Thirty-one neural networks are developed for 31 stations. The neural nets successfully improve temperature forecasts produced by the Advanced Regional Prediction System at each and every one of the stations. The improvement is assessed in terms of numerous measures of performance. Although the improvement is evident in terms of both the bias and the variance of the forecasts, the former is more pronounced. The performance across different stations is quite diverse; measured in terms of percent improvement over the model, it varies between 5% and 90% in terms of mean-squared error. Improvement in terms of bias and variance values is in the range 20%–95% and −5%–80%, respectively.
The author is grateful to Richard Carpenter, Gene Bassett, and Nick Mirsky for providing the data. Richard Carpenter and Dave Montroy are further acknowledged for their review of an early version of the article. Williams Energy Marketing and Trade Company is acknowledged for providing financial support.
Corresponding author address: Dr. Caren Marzban, Center for Analysis and Prediction of Storms, University of Oklahoma, Norman, OK 73019. Email: firstname.lastname@example.org
The error bars are standard errors. Assuming the errors are Gaussian, then a 95% confidence interval would be twice as large as the standard errors. Note that during the first 10 forecast hours the bias = 0 line overlaps with such confidence intervals. One could then argue that for those forecast hours the forecasts are not biased at any statistically significant degree.
Grid size is 30 km with 50 levels.
The question “how large is large enough?” is difficult to answer in generality. The answer is problem dependent. However, it would be difficult to argue that two variables with r = 0.95 are not statistically equivalent.

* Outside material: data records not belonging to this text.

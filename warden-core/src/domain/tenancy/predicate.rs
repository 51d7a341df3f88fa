// warden-core/src/domain/tenancy/predicate.rs

use std::collections::HashMap;
use std::ops::Range;

use super::lexer::{Token, TokenKind};
use super::structure::TokenStream;

/// Placeholders whose runtime value is known to be the caller's tenant id
/// (`$1`, `?`, `:tenant`, `@tenant`).
#[derive(Debug, Clone, Default)]
pub struct TenantBindings {
    values: HashMap<String, String>,
}

impl TenantBindings {
    pub fn new() -> Self {
        Self::default()
    }

    pub fn bind(mut self, placeholder: impl Into<String>, value: impl Into<String>) -> Self {
        self.values.insert(placeholder.into(), value.into());
        self
    }

    pub fn value_of(&self, placeholder: &str) -> Option<&str> {
        self.values.get(placeholder).map(String::as_str)
    }

    pub fn is_empty(&self) -> bool {
        self.values.is_empty()
    }
}

/// Recognises `[qualifier.]<tenant column> = <tenant literal>` conjuncts.
pub struct PredicateMatcher<'p> {
    column: &'p str,
    tenant_id: &'p str,
    bindings: &'p TenantBindings,
}

impl<'p> PredicateMatcher<'p> {
    pub fn new(column: &'p str, tenant_id: &'p str, bindings: &'p TenantBindings) -> Self {
        Self {
            column,
            tenant_id,
            bindings,
        }
    }

    pub fn column(&self) -> &str {
        self.column
    }

    /// Qualifiers (`None` for an unqualified column) of every top-level
    /// conjunct in `range` that pins the tenant column to the tenant.
    /// A clause with a top-level disjunction contributes nothing.
    pub fn scoped_qualifiers(&self, stream: &TokenStream<'_>, range: Range<usize>) -> Vec<Option<String>> {
        let mut conjuncts = Vec::new();
        if !split_conjuncts(stream, range, &mut conjuncts) {
            return Vec::new();
        }
        conjuncts
            .into_iter()
            .filter_map(|conjunct| self.match_conjunct(stream.slice(conjunct)))
            .collect()
    }

    /// Top-level comma items of `range` that are a bare tenant column reference.
    pub fn column_references(&self, stream: &TokenStream<'_>, range: Range<usize>) -> Vec<Option<String>> {
        let mut items = Vec::new();
        let mut start = range.start;
        for t in stream.top_level(range.clone()) {
            if stream.tokens()[t].kind == TokenKind::Comma {
                items.push(start..t);
                start = t + 1;
            }
        }
        items.push(start..range.end);

        items
            .into_iter()
            .filter_map(|item| self.match_column(stream.slice(item)))
            .collect()
    }

    fn match_conjunct(&self, tokens: &[Token<'_>]) -> Option<Option<String>> {
        let eq = tokens.iter().position(|t| t.is_op("="))?;
        let (left, right) = (&tokens[..eq], &tokens[eq + 1..]);
        match (left, right) {
            (column, [literal]) | ([literal], column) if self.is_tenant_literal(literal) => {
                self.match_column(column)
            }
            _ => None,
        }
    }

    fn match_column(&self, tokens: &[Token<'_>]) -> Option<Option<String>> {
        match tokens {
            [column] if self.is_tenant_column(column) => Some(None),
            [qualifier, dot, column]
                if qualifier.is_identifier()
                    && dot.kind == TokenKind::Dot
                    && self.is_tenant_column(column) =>
            {
                Some(qualifier.ident_key())
            }
            _ => None,
        }
    }

    fn is_tenant_column(&self, token: &Token<'_>) -> bool {
        match token.kind {
            TokenKind::Word => token.text.eq_ignore_ascii_case(self.column),
            TokenKind::QuotedIdent => token.ident_key().as_deref() == Some(self.column),
            _ => false,
        }
    }

    fn is_tenant_literal(&self, token: &Token<'_>) -> bool {
        match token.kind {
            TokenKind::StringLit => token.string_value().as_deref() == Some(self.tenant_id),
            TokenKind::Number => token.text == self.tenant_id,
            TokenKind::Placeholder => self.bindings.value_of(token.text) == Some(self.tenant_id),
            _ => false,
        }
    }
}

/// Splits `range` on top-level AND, descending into fully parenthesised
/// groups. Returns false when a top-level OR / XOR / `||` makes the clause
/// unusable as a filter proof.
fn split_conjuncts(stream: &TokenStream<'_>, range: Range<usize>, out: &mut Vec<Range<usize>>) -> bool {
    let tokens = stream.tokens();
    let mut start = range.start;
    let mut in_between = false;
    let mut pieces = Vec::new();

    for t in stream.top_level(range.clone()) {
        let token = &tokens[t];
        if token.is_any_keyword(&["OR", "XOR"]) || token.is_op("||") {
            return false;
        }
        if token.is_keyword("BETWEEN") {
            in_between = true;
        } else if token.is_keyword("AND") {
            if in_between {
                in_between = false;
            } else {
                pieces.push(start..t);
                start = t + 1;
            }
        }
    }
    pieces.push(start..range.end);

    for piece in pieces {
        if piece.is_empty() {
            continue;
        }
        let grouped = tokens[piece.start].kind == TokenKind::LParen
            && stream.partner(piece.start) == Some(piece.end - 1)
            && !stream.opens_subquery(piece.start);
        if grouped {
            // a disjunction inside one group only disqualifies that group
            let mut inner = Vec::new();
            if split_conjuncts(stream, piece.start + 1..piece.end - 1, &mut inner) {
                out.extend(inner);
            }
        } else {
            out.push(piece);
        }
    }
    true
}

#[cfg(test)]
#[allow(clippy::unwrap_used)]
mod tests {
    use super::*;
    use anyhow::Result;

    fn qualifiers(clause: &str, tenant: &str, bindings: &TenantBindings) -> Result<Vec<Option<String>>> {
        let stream = TokenStream::new(clause)?;
        let matcher = PredicateMatcher::new("tenant_id", tenant, bindings);
        Ok(matcher.scoped_qualifiers(&stream, 0..stream.len()))
    }

    #[test]
    fn test_simple_equality_both_sides() -> Result<()> {
        let none = TenantBindings::new();
        assert_eq!(qualifiers("tenant_id = 't1'", "t1", &none)?, vec![None]);
        assert_eq!(qualifiers("'t1' = i.tenant_id", "t1", &none)?, vec![Some("i".to_string())]);
        assert_eq!(qualifiers("TENANT_ID = 42", "42", &none)?, vec![None]);
        Ok(())
    }

    #[test]
    fn test_wrong_tenant_or_operator_is_ignored() -> Result<()> {
        let none = TenantBindings::new();
        assert!(qualifiers("tenant_id = 't2'", "t1", &none)?.is_empty());
        assert!(qualifiers("tenant_id <> 't1'", "t1", &none)?.is_empty());
        assert!(qualifiers("NOT tenant_id = 't1'", "t1", &none)?.is_empty());
        assert!(qualifiers("lower(tenant_id) = 't1'", "t1", &none)?.is_empty());
        Ok(())
    }

    #[test]
    fn test_disjunction_disqualifies_clause() -> Result<()> {
        let none = TenantBindings::new();
        assert!(qualifiers("tenant_id = 't1' OR 1 = 1", "t1", &none)?.is_empty());
        assert!(qualifiers("tenant_id = 't1' AND a = 1 || b", "t1", &none)?.is_empty());
        Ok(())
    }

    #[test]
    fn test_between_and_nested_groups() -> Result<()> {
        let none = TenantBindings::new();
        let found = qualifiers(
            "amount BETWEEN 1 AND 10 AND (t.tenant_id = 't1' AND (x = 1 OR y = 2))",
            "t1",
            &none,
        )?;
        assert_eq!(found, vec![Some("t".to_string())]);

        let grouped_or = qualifiers("(tenant_id = 't1' OR x = 1) AND y = 2", "t1", &none)?;
        assert!(grouped_or.is_empty());
        Ok(())
    }

    #[test]
    fn test_bound_placeholders() -> Result<()> {
        let bindings = TenantBindings::new().bind("$1", "t1").bind(":tenant", "t1");
        assert_eq!(qualifiers("tenant_id = $1", "t1", &bindings)?, vec![None]);
        assert_eq!(qualifiers("tenant_id = :tenant", "t1", &bindings)?, vec![None]);
        assert!(qualifiers("tenant_id = $2", "t1", &bindings)?.is_empty());
        Ok(())
    }

    #[test]
    fn test_escaped_tenant_literal() -> Result<()> {
        let none = TenantBindings::new();
        assert_eq!(qualifiers("tenant_id = 'o''neil'", "o'neil", &none)?, vec![None]);
        Ok(())
    }
}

At the same time, an r of 0.70 would be difficult to consider as large enough to describe the two variables as statistically equivalent.
Replacing missing data with a sample average is one of the simpler methods of handling missing data. Equally simple is the exclusion of cases with missing data. The latter is more appropriate if data are abundant, which is not the case in the present application.

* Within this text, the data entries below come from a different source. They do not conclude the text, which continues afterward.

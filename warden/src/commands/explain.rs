// warden/src/commands/explain.rs
//
// USE CASE: Secure a query, then print the optimizer's plan without running it.

use warden_core::domain::optimizer::{HeuristicOptimizer, OptimizerContext, QueryOptimizer};
use warden_core::domain::query::Provider;
use warden_core::domain::tenancy::{GuardPolicy, TenantGuard};

pub struct ExplainOptions {
    pub query: String,
    pub tenant: String,
    pub tenant_column: String,
    pub provider: Provider,
    pub max_rows: usize,
}

pub fn execute(options: ExplainOptions) -> anyhow::Result<()> {
    let guard = TenantGuard::new(GuardPolicy::for_column(options.tenant_column))?;
    let secured = match guard.secure(&options.query, &options.tenant) {
        Ok(secured) => secured,
        Err(e) => {
            eprintln!("❌ Query rejected: {}", e);
            std::process::exit(1);
        }
    };

    let context = OptimizerContext {
        provider: options.provider,
        max_rows: options.max_rows,
    };
    let plan = HeuristicOptimizer::new().optimize(&secured, &context)?;

    // The plan is advisory; it must still pass the guard before anyone runs it.
    let check = guard.validate(&plan.optimized_query_text, &options.tenant);
    if !check.valid {
        eprintln!(
            "⚠️  Optimized text would be discarded: {}",
            check.reason.as_deref().unwrap_or("failed re-validation")
        );
    }

    println!("{}", serde_json::to_string_pretty(&plan)?);
    Ok(())
}
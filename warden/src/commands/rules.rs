// warden/src/commands/rules.rs
//
// USE CASE: Show which column rules apply to a caller on one resource.

use comfy_table::{Table, presets::UTF8_FULL};
use std::path::PathBuf;
use std::sync::Arc;

use warden_core::WardenError;
use warden_core::application::PipelineError;
use warden_core::domain::governance::{ColumnSecurityRule, RuleCache, ResolveError, RuleResolver, SecurityContext};
use warden_core::domain::query::CallerContext;
use warden_core::infrastructure::CatalogStore;

use crate::cli::OutputFormat;

pub struct RulesOptions {
    pub resource: String,
    pub caller: CallerContext,
    pub format: OutputFormat,
    pub project_dir: PathBuf,
}

pub async fn execute(options: RulesOptions) -> anyhow::Result<()> {
    let rules = effective_rules(&options).await?;

    match options.format {
        OutputFormat::Json => println!("{}", serde_json::to_string_pretty(&rules)?),
        OutputFormat::Table => {
            if rules.is_empty() {
                println!("No column rules apply to this caller on '{}'.", options.resource);
                return Ok(());
            }
            let mut table = Table::new();
            table
                .load_preset(UTF8_FULL)
                .set_header(["column", "action", "scope", "masking"]);
            for rule in &rules {
                table.add_row([
                    rule.column.clone(),
                    rule.action.to_string(),
                    rule.scope.to_string(),
                    rule.masking_type.map(|m| m.to_string()).unwrap_or_default(),
                ]);
            }
            println!("{}", table);
        }
    }
    Ok(())
}

async fn effective_rules(options: &RulesOptions) -> Result<Vec<ColumnSecurityRule>, WardenError> {
    let project = super::project(&options.project_dir)?;
    let store = Arc::new(CatalogStore::from_project(&project));
    let resolver = RuleResolver::new(store, RuleCache::disabled());

    let context = SecurityContext::for_caller(&options.caller, options.resource.clone());
    resolver
        .resolve(&context)
        .await
        .map_err(|ResolveError::Store(e)| WardenError::from(PipelineError::from(e)))
}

Temperatures are standardized differently. See, below.
Forecast time is excluded because its dependence on all of the variables is nonlinear (in fact, periodic). As such, it would simply add “noise” to the principal component analysis. Model forecast temperature is excluded because it is highly correlated with all of the variables. Its inclusion in principal component analysis would simply overwhelm the remaining variables, and it would lead to the first principal component being model forecast temperature itself.

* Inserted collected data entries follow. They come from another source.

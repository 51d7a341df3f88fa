// warden-core/src/ports/vault.rs

use miette::Diagnostic;
use serde_json::Value;
use std::fmt;
use thiserror::Error;

use crate::domain::query::EncryptedConfig;

#[derive(Error, Debug, Diagnostic)]
pub enum VaultError {
    #[error("Credential reference could not be resolved: {0}")]
    #[diagnostic(code(warden::vault::unresolvable))]
    Unresolvable(String),

    #[error("Decrypted connection config is not a JSON object: {0}")]
    #[diagnostic(code(warden::vault::malformed))]
    Malformed(String),
}

/// Decrypted connection config. Deliberately not `Clone`: it lives for one
/// execution call and is dropped with it.
pub struct SecretConfig(Value);

impl SecretConfig {
    pub fn new(value: Value) -> Result<Self, VaultError> {
        if !value.is_object() {
            return Err(VaultError::Malformed("expected an object".to_string()));
        }
        Ok(Self(value))
    }

    pub fn value(&self) -> &Value {
        &self.0
    }

    pub fn get_str(&self, key: &str) -> Option<&str> {
        self.0.get(key).and_then(Value::as_str)
    }

    pub fn get_bool(&self, key: &str) -> Option<bool> {
        self.0.get(key).and_then(Value::as_bool)
    }
}

impl fmt::Debug for SecretConfig {
    fn fmt(&self, f: &mut fmt::Formatter<'_>) -> fmt::Result {
        f.write_str("SecretConfig(<redacted>)")
    }
}

/// Turns a stored, sealed connection config into a usable one.
pub trait CredentialVault: Send + Sync {
    fn decrypt(&self, sealed: &EncryptedConfig) -> Result<SecretConfig, VaultError>;
}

The partitioning is performed on model runs, not the hourly forecasts.
Four three-valued nodes are utilized to represent forecast time. For example, a forecast at 0000 UTC is encoded by four input nodes taking values (−1, −1, −1, −1); a forecast at 0100 UTC is represented by (−1, −1, −1, 0), and 0200 UTC is encoded as (−1, −1, −1, +1). This coding scheme allows for forecast hours of up to 80 h, represented by (+1, +1, +1, +1).